Nueva York. El destacado coleccionista de vinos Lloyd Flatt fue un hombre que vivió a sus anchas y tenía una pasión por las grandes reservas.

La colección de cerca de 1500 botellas, incluye un Jeroboam o una botella de tres litros de un Lafite Rothschild de 1959, que podría alcanzar un precio de US$30 mil y una caja de Haut Brion blanco de 1989, cuyo precio estimado llegaría a los US$15 mil, podría superar los US$600 mil en total en la venta programada para el 20 de marzo.

"Flatt era delgado y alto, con una barba prolijamente recortada", recordó Benjamin Wallace describiendo al ex ingeniero aeroespacial y uno de los principales coleccionistas de vino de Estados Unidos, en su libro "The Billionaire's Vinegar".

"Su tenida habitual de un traje hecho a la medida compensaba elegantemente el parche triangular negro que llevaba sobre su ojo derecho desde un accidente en su niñez", agregó.

Flatt murió en enero del 2008 tras acumular una colección de vinos que se volvió casi tan famosa en los círculos vinícolas como lo era él. Flatt inició su colección en la década de 1960, mucho antes de que aparecieran los críticos del vino y la revista Wine Spectator.

"Los coleccionistas no tenían otra alternativa que seguir sus propias ideas", dijo Flatt una vez.

Su colección era tan grande que se mudó desde su vivienda en Nueva Orleans, en el barrio francés, a otra cercana y convirtió la primera en una gigantesca bodega de vinos con controles de temperatura e iluminación especial.

En cierto momento, tuvo cerca de 30 mil botellas de la primera cosecha Bordeaux, las mejores burgundies y grandes botellas de champagne, más que la mayoría de los más finos restaurantes franceses.

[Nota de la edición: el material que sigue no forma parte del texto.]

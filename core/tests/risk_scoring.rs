use clause_risk_core::config::{AnalyzerConfig, RiskRuleConfig, DEFAULT_RISK_KEYWORDS};
use clause_risk_core::model::{Clause, RiskLabel};
use clause_risk_core::risk::{summarize, KeywordRiskScorer, RiskBand, RiskScorer};

#[test]
fn terminate_in_any_case_is_risky_at_085() {
    let scorer = KeywordRiskScorer::default();
    for text in [
        "Either party may terminate upon breach.",
        "Either party may Terminate upon breach.",
        "EITHER PARTY MAY TERMINATE UPON BREACH.",
    ] {
        let v = scorer.score(&Clause::new(1, text)).unwrap();
        assert_eq!(v.label, RiskLabel::Risky);
        assert_eq!(v.confidence, 0.85);
        assert!(v.matched_keywords.contains("terminate"));
    }
}

#[test]
fn payment_clause_is_safe_at_092() {
    let scorer = KeywordRiskScorer::default();
    let v = scorer
        .score(&Clause::new(1, "Payment is due within 30 days of invoice date."))
        .unwrap();
    assert_eq!(v.label, RiskLabel::Safe);
    assert_eq!(v.confidence, 0.92);
    assert!(v.matched_keywords.is_empty());
}

#[test]
fn scoring_is_deterministic_and_independent_of_order() {
    let scorer = KeywordRiskScorer::default();
    let a = Clause::new(1, "The Licensee shall indemnify and hold harmless the Licensor.");
    let b = Clause::new(2, "Notices shall be delivered by courier to the registered address.");
    let first = (scorer.score(&a).unwrap(), scorer.score(&b).unwrap());
    let second = (scorer.score(&b).unwrap(), scorer.score(&a).unwrap());
    assert_eq!(first.0, second.1);
    assert_eq!(first.1, second.0);
}

#[test]
fn every_default_keyword_triggers_on_its_own() {
    let scorer = KeywordRiskScorer::default();
    for kw in DEFAULT_RISK_KEYWORDS {
        let text = format!("This clause mentions {} explicitly here.", kw.to_uppercase());
        let v = scorer.score(&Clause::new(1, text)).unwrap();
        assert!(v.is_risky(), "{} did not trigger", kw);
        assert!(v.matched_keywords.contains(*kw));
    }
}

#[test]
fn injected_keywords_and_confidences_are_honoured() {
    let cfg = RiskRuleConfig {
        keywords: vec!["Exclusivity".to_string()],
        keyword_threshold: 1,
        risky_confidence: 0.6,
        safe_confidence: 0.7,
    };
    let scorer = KeywordRiskScorer::new(&cfg);
    let risky = scorer.score(&Clause::new(1, "Exclusivity applies worldwide for ten years.")).unwrap();
    assert_eq!((risky.label, risky.confidence), (RiskLabel::Risky, 0.6));
    assert!(risky.matched_keywords.contains("Exclusivity"));
    let safe = scorer.score(&Clause::new(2, "Either party may terminate upon breach.")).unwrap();
    assert_eq!((safe.label, safe.confidence), (RiskLabel::Safe, 0.7));
}

#[test]
fn summary_counts_add_up() {
    let scorer = KeywordRiskScorer::new(&AnalyzerConfig::default().risk);
    let verdicts: Vec<_> = [
        "Either party may terminate upon breach.",
        "Payment is due within 30 days of invoice date.",
        "The Supplier accepts unlimited liability for data loss.",
        "The parties will meet quarterly to review progress.",
    ]
    .iter()
    .enumerate()
    .map(|(i, t)| scorer.score(&Clause::new(i + 1, *t)).unwrap())
    .collect();

    let s = summarize(&verdicts);
    assert_eq!(s.total, 4);
    assert_eq!(s.risky_count + s.safe_count, s.total);
    assert_eq!(s.risky_count, 2);
    assert_eq!(s.risk_percentage, 50.0);
    assert_eq!(s.band(), RiskBand::High);

    let empty = summarize(&[]);
    assert_eq!(empty.risk_percentage, 0.0);
    assert_eq!(empty.risky_count + empty.safe_count, empty.total);
}
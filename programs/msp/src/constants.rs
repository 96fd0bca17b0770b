// Seeds
pub const STREAM_SEED: &[u8] = b"stream";
pub const TREASURY_SEED: &[u8] = b"treasury";
pub const TREASURY_AUTHORITY_SEED: &[u8] = b"authority";

// Collects the protocol fees, in lamports and in tokens
pub mod fee_treasury {
    anchor_lang::declare_id!("3TD6SWY9M1mLY2kZWJNavPLhwXvcRsWdnZLRaMzERJBw");
}

// Fee constants
pub const CREATE_STREAM_FLAT_FEE: u64 = 10_000;
pub const ADD_FUNDS_FLAT_FEE: u64 = 25_000;
pub const WITHDRAW_PERCENT_FEE: u64 = 2_500;
// pub const PROPOSE_UPDATE_FLAT_FEE: u64 = 10_000; // Not in use at the moment
pub const CLOSE_STREAM_FLAT_FEE: u64 = 10_000;
pub const CLOSE_STREAM_PERCENT_FEE: u64 = 2_500;
pub const LAMPORTS_PER_SIGNATURE: u64 = 5_000;

pub const PERCENT_DENOMINATOR: u64 = 1_000_000;

// Cliff percents are whole percents
pub const CLIFF_PERCENT_DENOMINATOR: u64 = 100;

// General
pub const MEMO_LEN: usize = 32;

// Client
pub const DEFAULT_MAX_SUBMIT_ATTEMPTS: u32 = 3;
pub const DEFAULT_MAX_STALENESS_SECONDS: u64 = 30;
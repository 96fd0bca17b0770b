use anchor_lang::prelude::*;
use anchor_lang::solana_program::program_pack::{IsInitialized, Pack, Sealed};

use crate::codec::{bytes_to_string, ByteReader, ByteWriter};
use crate::constants::*;
use crate::enums::StreamState;
use crate::errors::ErrorCode;
use crate::terms::{PendingUpdate, StreamTerms};

#[derive(Debug, Clone, Copy, PartialEq, Eq, Default)]
pub struct Stream {
    pub initialized: bool,
    pub state: StreamState,
    /// Bump of the stream address, derived from (treasurer, nonce)
    pub bump: u8,
    pub nonce: u64,
    pub treasurer_address: Pubkey,
    pub beneficiary_address: Pubkey,
    pub beneficiary_associated_token: Pubkey,
    pub treasury_address: Pubkey,
    /// Memo, asset, rate, cliff and auto-pause. Only replaced as a whole,
    /// through an approved update proposal.
    pub terms: StreamTerms,
    /// The start timestamp in seconds
    pub start_utc: u64,
    /// Funding tracking. Both counters only grow and
    /// `total_withdrawals <= total_deposits` always holds.
    pub total_deposits: u64,
    pub total_withdrawals: u64,
    /// Cumulative vested units at the last pause or rebase. While the stream
    /// is paused this is the vested amount.
    pub vested_snapshot_units: u64,
    pub vested_snapshot_slot: u64,
    pub vested_snapshot_block_time: u64,
    /// The vesting leg after the snapshot accrues from this blocktime.
    /// Zero until the first rebase.
    pub last_resume_slot: u64,
    pub last_resume_block_time: u64,
    /// The total seconds that have been paused since the start_utc
    /// (manual pauses plus the gaps where the stream ran out of funds)
    pub total_seconds_in_paused_status: u64,
    pub pending_update: PendingUpdate,
    // total bytes: 500
}

impl Sealed for Stream {}

impl IsInitialized for Stream {
    fn is_initialized(&self) -> bool {
        self.initialized
    }
}

impl Stream {
    pub const LEN: usize = 3 + 8 + 32 * 4 + StreamTerms::LEN + 8 * 9 + PendingUpdate::LEN;

    pub fn to_bytes(&self) -> Vec<u8> {
        let mut w = ByteWriter::with_capacity(Self::LEN);
        w.bool(self.initialized)
            .u8(self.state as u8)
            .u8(self.bump)
            .u64(self.nonce)
            .pubkey(&self.treasurer_address)
            .pubkey(&self.beneficiary_address)
            .pubkey(&self.beneficiary_associated_token)
            .pubkey(&self.treasury_address);
        self.terms.write(&mut w);
        w.u64(self.start_utc)
            .u64(self.total_deposits)
            .u64(self.total_withdrawals)
            .u64(self.vested_snapshot_units)
            .u64(self.vested_snapshot_slot)
            .u64(self.vested_snapshot_block_time)
            .u64(self.last_resume_slot)
            .u64(self.last_resume_block_time)
            .u64(self.total_seconds_in_paused_status);
        self.pending_update.write(&mut w);
        w.into_inner()
    }

    /// Decodes a stream record. Fails with `MalformedRecord` unless `data`
    /// is exactly [`Stream::LEN`] bytes with a known state byte.
    pub fn decode(data: &[u8]) -> Result<Self> {
        let mut r = ByteReader::exact(data, Self::LEN)?;
        Ok(Self {
            initialized: r.bool()?,
            state: StreamState::try_from(r.u8()?)?,
            bump: r.u8()?,
            nonce: r.u64()?,
            treasurer_address: r.pubkey()?,
            beneficiary_address: r.pubkey()?,
            beneficiary_associated_token: r.pubkey()?,
            treasury_address: r.pubkey()?,
            terms: StreamTerms::read(&mut r)?,
            start_utc: r.u64()?,
            total_deposits: r.u64()?,
            total_withdrawals: r.u64()?,
            vested_snapshot_units: r.u64()?,
            vested_snapshot_slot: r.u64()?,
            vested_snapshot_block_time: r.u64()?,
            last_resume_slot: r.u64()?,
            last_resume_block_time: r.u64()?,
            total_seconds_in_paused_status: r.u64()?,
            pending_update: PendingUpdate::read(&mut r)?,
        })
    }

    pub fn memo(&self) -> String {
        bytes_to_string(&self.terms.memo)
    }

    /// Calculates the cliff amount. When both the absolute amount and the
    /// percent are set, the amount takes precedence.
    pub fn primitive_get_cliff_units(&self) -> u64 {
        if self.terms.cliff_vest_amount > 0 {
            return self.terms.cliff_vest_amount;
        }
        let units = (self.total_deposits as u128)
            .saturating_mul(self.terms.cliff_vest_percent as u128)
            / CLIFF_PERCENT_DENOMINATOR as u128;
        units.min(self.total_deposits as u128) as u64
    }

    /// Converts a percent cliff into an absolute amount so later deposits
    /// do not change a cliff that already vested.
    pub fn save_effective_cliff(&mut self) {
        if self.terms.cliff_vest_amount == 0 && self.terms.cliff_vest_percent > 0 {
            self.terms.cliff_vest_amount = self.primitive_get_cliff_units();
        }
        self.terms.cliff_vest_percent = 0;
    }

    /// Check is the stream was manually paused
    pub fn primitive_is_manually_paused(&self) -> bool {
        self.state == StreamState::Paused
    }

    /// The party opposite to `party`, if `party` is one of the two.
    pub fn counterparty_of(&self, party: &Pubkey) -> Option<Pubkey> {
        if *party == self.treasurer_address {
            Some(self.beneficiary_address)
        } else if *party == self.beneficiary_address {
            Some(self.treasurer_address)
        } else {
            None
        }
    }
}

impl Pack for Stream {
    const LEN: usize = Stream::LEN;

    fn pack_into_slice(&self, dst: &mut [u8]) {
        dst[..Stream::LEN].copy_from_slice(&self.to_bytes());
    }

    fn unpack_from_slice(src: &[u8]) -> std::result::Result<Self, ProgramError> {
        Stream::decode(src).map_err(Into::into)
    }
}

Trabajando en la colección. Después de su divorcio en la década de 1990, él vendió la colección, se trasladó a Alexandria, Virginia, y volvió a reunir otras 3.000 botellas.

"Estuvo la reconstrucción de Europa, la reconstrucción de Atlanta y luego estaba la reconstrucción de la bodega de Lloyd Flatt", comentó su viuda Laure. Además de coleccionar botellas, a Flatt le gustaba beber vino.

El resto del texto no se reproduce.